The researchers believe this could be because health professionals have less respect for the overweight people they treat because they feel they should be doing more to help themselves. This attitude could have a negative impact on the health of overweight patients as the research also shows that a lack of empathy between a doctor and their patient can reduce the effectiveness of health advice. A patient is less likely to take on board tips about lifestyle changes if there is no rapport between them and the professional giving the advice.
The researchers looked at 39 primary care doctors and the kind of relationships they built up with 208 of their patients. They found that the physicians had far less of an ’emotional rapport’ with overweight patients than with those of normal weight. While there was no difference in the quality of treatment, diagnosis or the actual advice handed out by doctors to all their patients, there was a noticeable difference in the style, manner and general empathy levels depending on whether the patient was overweight or not.
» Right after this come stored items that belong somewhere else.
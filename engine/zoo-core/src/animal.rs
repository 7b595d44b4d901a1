//! The persistent game entities: player animals and their pursuers.

use crate::cell::PowerUpKind;
use crate::position::Position;

/// A player animal as tracked by the simulator.
#[derive(Debug, Clone)]
pub struct Animal {
    pub id: String,
    pub nickname: String,
    pub position: Position,
    pub spawn_position: Position,
    pub score: i32,
    pub captured_counter: i32,
    pub distance_covered: i32,
    pub is_viable: bool,
    /// Power-up picked up but not yet activated.
    pub held_power_up: Option<PowerUpKind>,
    /// Which consumed power-up the running duration belongs to. Cleared
    /// when the duration runs out.
    pub active_power_up: Option<PowerUpKind>,
    /// Ticks remaining on the active power-up; zero when none is active.
    pub power_up_duration: i32,
    /// Pellet value multiplier, clamped to `[1, 4]`.
    pub score_streak: i32,
    /// Pellet-less ticks so far; at 3 the streak drops back to 1.
    pub ticks_since_last_pellet: i32,
    /// Set during simulation when a pursuer lands on this animal.
    pub is_caught: bool,
}

impl Animal {
    /// A fresh animal at its spawn cell.
    pub fn new(id: impl Into<String>, position: Position) -> Self {
        Self {
            id: id.into(),
            nickname: String::new(),
            position,
            spawn_position: position,
            score: 0,
            captured_counter: 0,
            distance_covered: 0,
            is_viable: true,
            held_power_up: None,
            active_power_up: None,
            power_up_duration: 0,
            score_streak: 1,
            ticks_since_last_pellet: 0,
            is_caught: false,
        }
    }

    /// True while a consumed multiplier juice is still running.
    #[inline]
    pub fn multiplier_active(&self) -> bool {
        self.power_up_duration > 0 && self.active_power_up == Some(PowerUpKind::MultiplierJuice)
    }
}

impl Default for Animal {
    fn default() -> Self {
        Animal::new(String::new(), Position::default())
    }
}

/// A zookeeper chasing the nearest viable animal.
#[derive(Debug, Clone, Default)]
pub struct Zookeeper {
    pub id: String,
    pub nickname: String,
    pub position: Position,
    pub spawn_position: Position,
    /// Empty until the first retarget pass assigns a victim.
    pub target_animal_id: String,
    pub ticks_since_target_update: i32,
}

impl Zookeeper {
    pub fn new(id: impl Into<String>, position: Position) -> Self {
        Self {
            id: id.into(),
            position,
            spawn_position: position,
            ..Default::default()
        }
    }
}
//! Search configuration.

use std::time::Duration;

use crate::bandit::BanditPolicy;

/// Configuration for one [`MctsEngine`](crate::MctsEngine).
#[derive(Debug, Clone)]
pub struct MctsConfig {
    /// Exploration constant handed to the bandit policy. Default sqrt(2).
    pub exploration_constant: f64,

    /// Hard cap on iterations across all workers.
    pub max_iterations: u32,

    /// Rollout depth limit in ticks.
    pub max_simulation_depth: u32,

    /// Wall-clock budget for one search. The engine stops once less than
    /// 5% of it remains.
    pub time_budget: Duration,

    /// Worker threads iterating on the shared tree. 1 runs on the caller's
    /// thread.
    pub worker_count: usize,

    /// Selection bandit. Default UCB-V.
    pub bandit: BanditPolicy,

    /// Add the heuristic progressive-bias term to selection scores.
    pub progressive_bias: bool,

    /// Scale of the progressive-bias term.
    pub bias_weight: f64,

    /// Visit exponent in the bias decay `1 / (1 + visits^alpha)`.
    pub bias_decay: f64,

    /// Blend AMAF statistics into selection scores.
    pub use_amaf: bool,

    /// Share of the AMAF blend in the final selection score.
    pub amaf_weight: f64,

    /// Beta of the AMAF visit-weighting schedule.
    pub amaf_beta: f64,

    /// Merge statistics of transposed states during expansion.
    pub use_transposition: bool,

    /// Entry cap of the transposition table.
    pub transposition_capacity: usize,

    /// Virtual loss added per in-flight selection in parallel searches.
    pub virtual_loss: u32,
}

impl Default for MctsConfig {
    fn default() -> Self {
        Self {
            exploration_constant: std::f64::consts::SQRT_2,
            max_iterations: 10_000,
            max_simulation_depth: 150,
            time_budget: Duration::from_millis(950),
            worker_count: default_worker_count(),
            bandit: BanditPolicy::default(),
            progressive_bias: true,
            bias_weight: 5.0,
            bias_decay: 0.5,
            use_amaf: true,
            amaf_weight: 0.3,
            amaf_beta: 0.5,
            use_transposition: true,
            transposition_capacity: 50_000,
            virtual_loss: 1,
        }
    }
}

impl MctsConfig {
    /// A small deterministic-budget config for tests: single worker, short
    /// wall clock, modest iteration cap.
    pub fn for_testing() -> Self {
        Self {
            max_iterations: 2_000,
            max_simulation_depth: 60,
            time_budget: Duration::from_millis(150),
            worker_count: 1,
            ..Self::default()
        }
    }

    pub fn with_time_budget(mut self, budget: Duration) -> Self {
        self.time_budget = budget;
        self
    }

    pub fn with_max_iterations(mut self, iterations: u32) -> Self {
        self.max_iterations = iterations;
        self
    }

    pub fn with_workers(mut self, workers: usize) -> Self {
        self.worker_count = workers.max(1);
        self
    }

    pub fn with_bandit(mut self, bandit: BanditPolicy) -> Self {
        self.bandit = bandit;
        self
    }
}

fn default_worker_count() -> usize {
    std::thread::available_parallelism()
        .map(|n| n.get())
        .unwrap_or(1)
}

#[cfg(test)]
mod tests {
    use super::*;

    #[test]
    fn test_defaults() {
        let config = MctsConfig::default();
        assert_eq!(config.max_iterations, 10_000);
        assert_eq!(config.time_budget, Duration::from_millis(950));
        assert!((config.exploration_constant - std::f64::consts::SQRT_2).abs() < 1e-12);
        assert!(config.worker_count >= 1);
        assert!(matches!(config.bandit, BanditPolicy::UcbV { .. }));
    }

    #[test]
    fn test_builders() {
        let config = MctsConfig::for_testing()
            .with_max_iterations(123)
            .with_workers(0)
            .with_time_budget(Duration::from_millis(10));
        assert_eq!(config.max_iterations, 123);
        assert_eq!(config.worker_count, 1);
        assert_eq!(config.time_budget, Duration::from_millis(10));
    }
}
Professor Kimberly Gudzune, who lead the research, said: Bonding and empathy are essential to the patient-physician relationship. When physicians express more empathy….patients are more likely to adhere to medical recommendations and respond to behaviour-change counselling, all vital elements in helping overweight and obese patients lose weight and improve health. She added: Without that rapport, you could be cheating the patients who need that engagement the most. The team studied recordings of conversations between doctors and patients who had gone to see them suffering from high blood pressure.
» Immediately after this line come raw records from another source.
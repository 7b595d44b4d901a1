//! The Zooscape forward model.
//!
//! [`GameState`] is the state the search engine clones and rolls forward.
//! [`GameState::apply_action`] advances exactly one tick: the acting animal
//! moves (or uses its held item), cell effects resolve, power-up and streak
//! clocks advance, every zookeeper takes one greedy step, captures resolve,
//! and zookeepers retarget on their 20-tick cadence. The player always moves
//! before the pursuers.
//!
//! Every query treats malformed input as a no-op: an unknown animal id
//! yields an empty action list, an out-of-range cell reads as a wall, an
//! illegal move burns the tick without moving. The one exception is
//! [`GameState::validate`], which reports structurally broken states (bad
//! dimensions, board/grid disagreement) so the service can refuse them up
//! front.

use rustc_hash::FxHashSet;
use thiserror::Error;

use crate::action::BotAction;
use crate::animal::{Animal, Zookeeper};
use crate::bitboard::BitBoard;
use crate::cell::{CellContent, PowerUpKind};
use crate::position::Position;

/// Tick limit after which a game is over regardless of pellets.
pub const MAX_GAME_TICKS: i32 = 1000;
/// Zookeepers pick a new target every this many ticks.
pub const RETARGET_INTERVAL: i32 = 20;
/// Streak multiplier cap.
pub const MAX_SCORE_STREAK: i32 = 4;
/// Pellet-less ticks before the streak resets.
pub const STREAK_RESET_TICKS: i32 = 3;
/// Power pellets are worth this many plain pellets.
pub const POWER_PELLET_VALUE: i32 = 10;
/// Half-width of the scavenger sweep (11x11 square).
pub const SCAVENGER_RADIUS: i32 = 5;

const CLOAK_DURATION: i32 = 20;
const SCAVENGER_DURATION: i32 = 5;
const MULTIPLIER_DURATION: i32 = 5;
const MULTIPLIER_FACTOR: i32 = 3;
const THREAT_RADIUS: f64 = 10.0;

/// Structural faults the simulator refuses to operate on. Everything softer
/// than this degrades to a no-op instead.
#[derive(Debug, Error, PartialEq, Eq)]
pub enum StateError {
    #[error("non-positive grid dimensions {width}x{height}")]
    BadDimensions { width: i32, height: i32 },

    #[error("grid holds {cells} cells, expected {expected} for {width}x{height}")]
    GridMismatch {
        cells: usize,
        expected: usize,
        width: i32,
        height: i32,
    },

    #[error("{board} board is {board_width}x{board_height}, expected {width}x{height}")]
    BoardMismatch {
        board: &'static str,
        board_width: i32,
        board_height: i32,
        width: i32,
        height: i32,
    },
}

/// Full world state for one tick.
#[derive(Debug, Clone)]
pub struct GameState {
    width: i32,
    height: i32,
    grid: Vec<CellContent>,
    pub tick: i32,
    pub remaining_ticks: i32,
    pub game_mode: String,
    pub pellet_board: BitBoard,
    pub power_up_board: BitBoard,
    pub wall_board: BitBoard,
    pub animals: Vec<Animal>,
    pub zookeepers: Vec<Zookeeper>,
    pub my_animal_id: String,
    /// Cells reached so far during a rollout; seeds the exploration reward.
    pub visited_cells: FxHashSet<Position>,
}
They looked at personal details of the patients, the diagnosis, and the treatment given in that meeting, and analysed the language used by the doctor during the appointment.
Doctors spent just as long with fat patients as thin ones and gave the same level of advice and treatment, so they were no less professional in a strictly medical sense.
However, their language when dealing with overweight patients contained far less emotive phrases and showed less concern for their general well being, said the researchers.
For instance, when they were being empathetic, a physician would say something like: I can see how frustrated you are by your slow progress, anyone would be.
In contrast, a lack of empathy would include little emotional language and a far more clinical approach to the advice dished out. Professor Gudzune said: Obese patients may be particularly vulnerable to poorer physician-patient communications.
Studies show that physicians may hold negative attitudes toward these patients. Some physicians have less respect for their obese patients, which may come across during patient encounters. I hear from patients all the time about how they resent feeling judged negatively because of their weight.
Yes, doctors need to be medical advisors, but they also have the opportunity to be advocates to support their patients through changes in their lives.